Corpus Callosum: a Favorable Target for rSFV-Mediated Gene Transfer to Rat Brain with Broad and Efficient Expression

Recombinant Semliki Forest virus (rSFV), as a new kind of neurotropic vector system, has great potential of gene therapy for stroke. However, very little is known about its transduction characteristics in cerebral cortex or corpus callosum (CC) in vivo, which are common targets for gene transfer in experimental stroke therapy. Here, we investigate and compare rSFV-mediated gene expression at above two brain regions in rat; 2.0 x 10(7) IU of rSFV encoding green fluorescent protein (rSFV-GFP) was locally injected into CC or cerebral cortex in two groups.
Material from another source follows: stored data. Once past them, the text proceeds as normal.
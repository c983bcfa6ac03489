// Copyright (c) 2025 Graphcore Ltd. All rights reserved.

//! Coherence protocol messages.
//!
//! A [`ShmemMsg`] is the unit exchanged between the private caches and the
//! directory. Its payload (a cache block) is reference counted so that
//! cloning a message for retention does not copy the block; use
//! [`ShmemMsg::rebuffer`] when an independent copy is required.

use std::fmt;
use std::sync::Arc;

use num_derive::{FromPrimitive, ToPrimitive};
use num_traits::FromPrimitive;

use crate::codec::{CodecError, HEADER_BYTES};
use crate::types::{Address, INVALID_ADDRESS, INVALID_TILE_ID, MemComponent, SimError, TileId};

/// Number of coherence message kinds (including `Invalid`).
pub const NUM_MSG_TYPES: usize = 14;

/// The kind of a coherence message. The discriminants are the wire tags.
#[derive(Copy, Clone, Debug, Default, FromPrimitive, PartialEq, Eq, Hash, ToPrimitive)]
#[repr(u8)]
#[allow(missing_docs)]
pub enum ShmemMsgType {
    #[default]
    Invalid = 0,
    ExReq,
    ShReq,
    InvReq,
    FlushReq,
    WbReq,
    InvFlushCombinedReq,
    ExRep,
    ShRep,
    UpgradeRep,
    InvRep,
    FlushRep,
    WbRep,
    NullifyReq,
}

impl ShmemMsgType {
    /// Canonical name used in logs and traces.
    #[must_use]
    pub fn name(&self) -> &'static str {
        match self {
            ShmemMsgType::Invalid => "INVALID",
            ShmemMsgType::ExReq => "EX_REQ",
            ShmemMsgType::ShReq => "SH_REQ",
            ShmemMsgType::InvReq => "INV_REQ",
            ShmemMsgType::FlushReq => "FLUSH_REQ",
            ShmemMsgType::WbReq => "WB_REQ",
            ShmemMsgType::InvFlushCombinedReq => "INV_FLUSH_COMBINED_REQ",
            ShmemMsgType::ExRep => "EX_REP",
            ShmemMsgType::ShRep => "SH_REP",
            ShmemMsgType::UpgradeRep => "UPGRADE_REP",
            ShmemMsgType::InvRep => "INV_REP",
            ShmemMsgType::FlushRep => "FLUSH_REP",
            ShmemMsgType::WbRep => "WB_REP",
            ShmemMsgType::NullifyReq => "NULLIFY_REQ",
        }
    }

    /// Returns true for the request kinds (those that never carry a block).
    #[must_use]
    pub fn is_request(&self) -> bool {
        matches!(
            self,
            ShmemMsgType::ExReq
                | ShmemMsgType::ShReq
                | ShmemMsgType::InvReq
                | ShmemMsgType::FlushReq
                | ShmemMsgType::WbReq
                | ShmemMsgType::InvFlushCombinedReq
                | ShmemMsgType::NullifyReq
        )
    }
}

impl TryFrom<u8> for ShmemMsgType {
    type Error = CodecError;

    fn try_from(tag: u8) -> Result<Self, Self::Error> {
        ShmemMsgType::from_u8(tag).ok_or(CodecError::UnknownKind { tag })
    }
}

impl TryFrom<u8> for MemComponent {
    type Error = CodecError;

    fn try_from(tag: u8) -> Result<Self, Self::Error> {
        MemComponent::from_u8(tag).ok_or(CodecError::UnknownComponent { tag })
    }
}

impl fmt::Display for ShmemMsgType {
    fn fmt(&self, f: &mut fmt::Formatter) -> fmt::Result {
        write!(f, "{}", self.name())
    }
}

fn ceil_log2(value: usize) -> usize {
    if value <= 1 {
        0
    } else {
        (usize::BITS - (value - 1).leading_zeros()) as usize
    }
}

/// Field widths used to compute the simulated size of a message.
#[derive(Copy, Clone, Debug, PartialEq, Eq)]
pub struct ModeledWidths {
    /// Bits needed to encode the message kind.
    pub msg_type_bits: usize,

    /// Bits in a physical address.
    pub physical_address_bits: usize,

    /// Bits needed to name one tile.
    pub tile_id_bits: usize,
}

impl ModeledWidths {
    /// Compute the widths for a system of `num_tiles` tiles.
    #[must_use]
    pub fn new(num_tiles: usize, physical_address_bits: usize) -> Self {
        Self {
            msg_type_bits: ceil_log2(NUM_MSG_TYPES),
            physical_address_bits,
            tile_id_bits: ceil_log2(num_tiles),
        }
    }
}

/// Initial values for a [`ShmemMsg`].
#[derive(Clone, Debug)]
pub struct ShmemMsgCfg {
    /// Message kind.
    pub msg_type: ShmemMsgType,

    /// Component that sends the message.
    pub sender: MemComponent,

    /// Component that receives the message.
    pub receiver: MemComponent,

    /// Tile on whose behalf the message is sent.
    pub requester: TileId,

    /// Designated receiver for combined messages.
    pub single_receiver: TileId,

    /// Whether the receiver must reply.
    pub reply_expected: bool,

    /// Block address.
    pub address: Address,

    /// Whether the message counts towards modelled timing and bandwidth.
    pub modeled: bool,
}

impl Default for ShmemMsgCfg {
    fn default() -> Self {
        Self {
            msg_type: ShmemMsgType::Invalid,
            sender: MemComponent::Invalid,
            receiver: MemComponent::Invalid,
            requester: INVALID_TILE_ID,
            single_receiver: INVALID_TILE_ID,
            reply_expected: false,
            address: INVALID_ADDRESS,
            modeled: false,
        }
    }
}

/// A coherence protocol message.
#[derive(Clone, Debug, PartialEq, Eq)]
pub struct ShmemMsg {
    msg_type: ShmemMsgType,
    sender: MemComponent,
    receiver: MemComponent,
    requester: TileId,
    single_receiver: TileId,
    reply_expected: bool,
    address: Address,
    data: Option<Arc<[u8]>>,
    modeled: bool,
}

impl Default for ShmemMsg {
    fn default() -> Self {
        Self::new(&ShmemMsgCfg::default())
    }
}

impl ShmemMsg {
    /// Create a new message without a payload.
    #[must_use]
    pub fn new(cfg: &ShmemMsgCfg) -> Self {
        Self {
            msg_type: cfg.msg_type,
            sender: cfg.sender,
            receiver: cfg.receiver,
            requester: cfg.requester,
            single_receiver: cfg.single_receiver,
            reply_expected: cfg.reply_expected,
            address: cfg.address,
            data: None,
            modeled: cfg.modeled,
        }
    }

    /// Attach a payload to this message.
    #[must_use]
    pub fn with_data(mut self, data: Vec<u8>) -> Self {
        self.set_data(data);
        self
    }

    /// Replace the payload. An empty buffer clears it.
    pub fn set_data(&mut self, data: Vec<u8>) {
        self.data = if data.is_empty() {
            None
        } else {
            Some(Arc::from(data))
        };
    }

    /// Make a copy of this message that does not share its payload.
    #[must_use]
    pub fn rebuffer(&self) -> Self {
        let mut copy = self.clone();
        copy.data = self.data.as_deref().map(Arc::from);
        copy
    }

    /// Returns true if both messages refer to the same payload buffer.
    #[must_use]
    pub fn shares_data_with(&self, other: &ShmemMsg) -> bool {
        match (&self.data, &other.data) {
            (Some(a), Some(b)) => Arc::ptr_eq(a, b),
            _ => false,
        }
    }

    #[must_use]
    pub fn msg_type(&self) -> ShmemMsgType {
        self.msg_type
    }

    #[must_use]
    pub fn sender(&self) -> MemComponent {
        self.sender
    }

    #[must_use]
    pub fn receiver(&self) -> MemComponent {
        self.receiver
    }

    #[must_use]
    pub fn requester(&self) -> TileId {
        self.requester
    }

    #[must_use]
    pub fn single_receiver(&self) -> TileId {
        self.single_receiver
    }

    #[must_use]
    pub fn is_reply_expected(&self) -> bool {
        self.reply_expected
    }

    #[must_use]
    pub fn address(&self) -> Address {
        self.address
    }

    #[must_use]
    pub fn is_modeled(&self) -> bool {
        self.modeled
    }

    /// The payload, if any.
    #[must_use]
    pub fn data(&self) -> Option<&[u8]> {
        self.data.as_deref()
    }

    /// Number of payload bytes.
    #[must_use]
    pub fn data_length(&self) -> usize {
        self.data.as_ref().map_or(0, |d| d.len())
    }

    /// Length of this message once encoded.
    #[must_use]
    pub fn msg_len(&self) -> usize {
        HEADER_BYTES + self.data_length()
    }

    /// Number of bits this message occupies on the simulated interconnect.
    pub fn modeled_length(&self, widths: &ModeledWidths) -> Result<usize, SimError> {
        let header = widths.msg_type_bits + widths.physical_address_bits;
        let bits = match self.msg_type {
            ShmemMsgType::ExReq
            | ShmemMsgType::ShReq
            | ShmemMsgType::InvReq
            | ShmemMsgType::FlushReq
            | ShmemMsgType::WbReq
            | ShmemMsgType::UpgradeRep
            | ShmemMsgType::InvRep => header,
            ShmemMsgType::InvFlushCombinedReq => header + widths.tile_id_bits,
            ShmemMsgType::ExRep
            | ShmemMsgType::ShRep
            | ShmemMsgType::FlushRep
            | ShmemMsgType::WbRep => header + self.data_length() * 8,
            ShmemMsgType::Invalid | ShmemMsgType::NullifyReq => {
                return Err(SimError(format!(
                    "Unrecognized msg type ({}) when computing modeled length",
                    self.msg_type
                )));
            }
        };
        Ok(bits)
    }
}

impl fmt::Display for ShmemMsg {
    fn fmt(&self, f: &mut fmt::Formatter) -> fmt::Result {
        write!(
            f,
            "{} {:#x} requester {} ({} -> {})",
            self.msg_type, self.address, self.requester, self.sender, self.receiver
        )
    }
}

#[cfg(test)]
mod tests {
    use super::*;

    fn msg(msg_type: ShmemMsgType) -> ShmemMsg {
        ShmemMsg::new(&ShmemMsgCfg {
            msg_type,
            sender: MemComponent::DramDirectory,
            receiver: MemComponent::L2Cache,
            requester: 3,
            address: 0x1000,
            modeled: true,
            ..Default::default()
        })
    }

    #[test]
    fn names_and_tags() {
        assert_eq!(ShmemMsgType::InvFlushCombinedReq.name(), "INV_FLUSH_COMBINED_REQ");
        assert_eq!(ShmemMsgType::NullifyReq as u8, 13);
        assert_eq!(ShmemMsgType::try_from(8).unwrap(), ShmemMsgType::ShRep);
        assert_eq!(
            ShmemMsgType::try_from(14),
            Err(CodecError::UnknownKind { tag: 14 })
        );
        assert!(ShmemMsgType::WbReq.is_request());
        assert!(!ShmemMsgType::WbRep.is_request());
    }

    #[test]
    fn widths() {
        let widths = ModeledWidths::new(64, 48);
        assert_eq!(widths.msg_type_bits, 4);
        assert_eq!(widths.tile_id_bits, 6);
        assert_eq!(ModeledWidths::new(1, 48).tile_id_bits, 0);
        assert_eq!(ModeledWidths::new(5, 48).tile_id_bits, 3);
    }

    #[test]
    fn modeled_length_by_kind() {
        let widths = ModeledWidths::new(16, 48);
        assert_eq!(msg(ShmemMsgType::InvReq).modeled_length(&widths), Ok(52));
        assert_eq!(msg(ShmemMsgType::UpgradeRep).modeled_length(&widths), Ok(52));
        assert_eq!(
            msg(ShmemMsgType::InvFlushCombinedReq).modeled_length(&widths),
            Ok(56)
        );
        let rep = msg(ShmemMsgType::ShRep).with_data(vec![0; 64]);
        assert_eq!(rep.modeled_length(&widths), Ok(52 + 512));
        assert!(msg(ShmemMsgType::NullifyReq).modeled_length(&widths).is_err());
        assert!(msg(ShmemMsgType::Invalid).modeled_length(&widths).is_err());
    }

    #[test]
    fn clone_shares_rebuffer_copies() {
        let original = msg(ShmemMsgType::FlushRep).with_data(vec![1, 2, 3]);
        let shared = original.clone();
        assert!(shared.shares_data_with(&original));

        let private = original.rebuffer();
        assert!(!private.shares_data_with(&original));
        assert_eq!(private, original);
    }

    #[test]
    fn empty_payload_is_none() {
        let m = msg(ShmemMsgType::WbRep).with_data(Vec::new());
        assert!(m.data().is_none());
        assert_eq!(m.data_length(), 0);
        assert_eq!(m.msg_len(), HEADER_BYTES);
    }
}
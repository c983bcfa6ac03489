// Copyright (c) 2025 Graphcore Ltd. All rights reserved.

//! Time-ordered events of the simulation.
//!
//! Events at the same time are handled in the order they were scheduled.
//! Deliveries between the same pair of endpoints never overtake each other,
//! which the coherence protocol relies on.

use std::cmp::Ordering;
use std::collections::{BinaryHeap, HashMap};
use std::fmt;

use shmem_protocols::packet::NetPacket;
use shmem_protocols::types::{TileId, Time};

/// Something that can receive a packet.
#[derive(Copy, Clone, Debug, PartialEq, Eq, Hash)]
pub enum Endpoint {
    Directory,
    L2(TileId),
}

impl fmt::Display for Endpoint {
    fn fmt(&self, f: &mut fmt::Formatter<'_>) -> fmt::Result {
        match self {
            Endpoint::Directory => write!(f, "directory"),
            Endpoint::L2(tile) => write!(f, "tile{tile}::l2"),
        }
    }
}

#[derive(Debug)]
pub enum EventKind {
    Deliver { dst: Endpoint, packet: NetPacket },

    /// Let a tile's core make progress.
    Resume { tile: TileId },
}

#[derive(Debug)]
struct Event {
    time: Time,
    seq: u64,
    kind: EventKind,
}

impl PartialEq for Event {
    fn eq(&self, other: &Self) -> bool {
        self.time == other.time && self.seq == other.seq
    }
}

impl Eq for Event {}

impl PartialOrd for Event {
    fn partial_cmp(&self, other: &Self) -> Option<Ordering> {
        Some(self.cmp(other))
    }
}

impl Ord for Event {
    fn cmp(&self, other: &Self) -> Ordering {
        // Reversed so that the heap pops the earliest event first
        (other.time, other.seq).cmp(&(self.time, self.seq))
    }
}

#[derive(Default)]
pub struct EventQueue {
    heap: BinaryHeap<Event>,
    next_seq: u64,

    /// Latest arrival scheduled on each channel.
    last_arrival: HashMap<(Endpoint, Endpoint), Time>,
}

impl EventQueue {
    #[must_use]
    pub fn new() -> Self {
        Self::default()
    }

    fn push(&mut self, time: Time, kind: EventKind) {
        let seq = self.next_seq;
        self.next_seq += 1;
        self.heap.push(Event { time, seq, kind });
    }

    /// Schedule a packet to arrive no earlier than `arrival`.
    ///
    /// Returns the arrival time used, which is delayed if needed to stay
    /// behind earlier packets on the same channel.
    pub fn schedule_delivery(
        &mut self,
        src: Endpoint,
        dst: Endpoint,
        arrival: Time,
        packet: NetPacket,
    ) -> Time {
        let last = self.last_arrival.entry((src, dst)).or_default();
        let arrival = arrival.max(*last);
        *last = arrival;
        self.push(arrival, EventKind::Deliver { dst, packet });
        arrival
    }

    pub fn schedule_resume(&mut self, tile: TileId, time: Time) {
        self.push(time, EventKind::Resume { tile });
    }

    /// Remove the earliest event.
    pub fn pop(&mut self) -> Option<(Time, EventKind)> {
        self.heap.pop().map(|event| (event.time, event.kind))
    }

    #[must_use]
    pub fn len(&self) -> usize {
        self.heap.len()
    }

    #[must_use]
    pub fn is_empty(&self) -> bool {
        self.heap.is_empty()
    }
}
At 36 h following injection, the number of GFP-positive cells, GFP distribution volume, and GFP expression level were examined in the rat brain of each group using continuous frozen sections and enzyme-linked immunosorbent assay. rSFV vector displayed noticeably different transduction patterns in CC and cerebral cortex in vivo. CC injection of vector increased GFP-positive cell number by 802%, GFP transduction volume by 958%, and GFP expression level by 508% compared with cortical injection (all P < 0.01). We concluded that rSFV CC delivery significantly enhances transduction efficiency in rat brain with its ability to achieve transgene extensive transduction and abundant expression, and CC may be a favorable target for improving rSFV-based gene delivery efficiency to brain.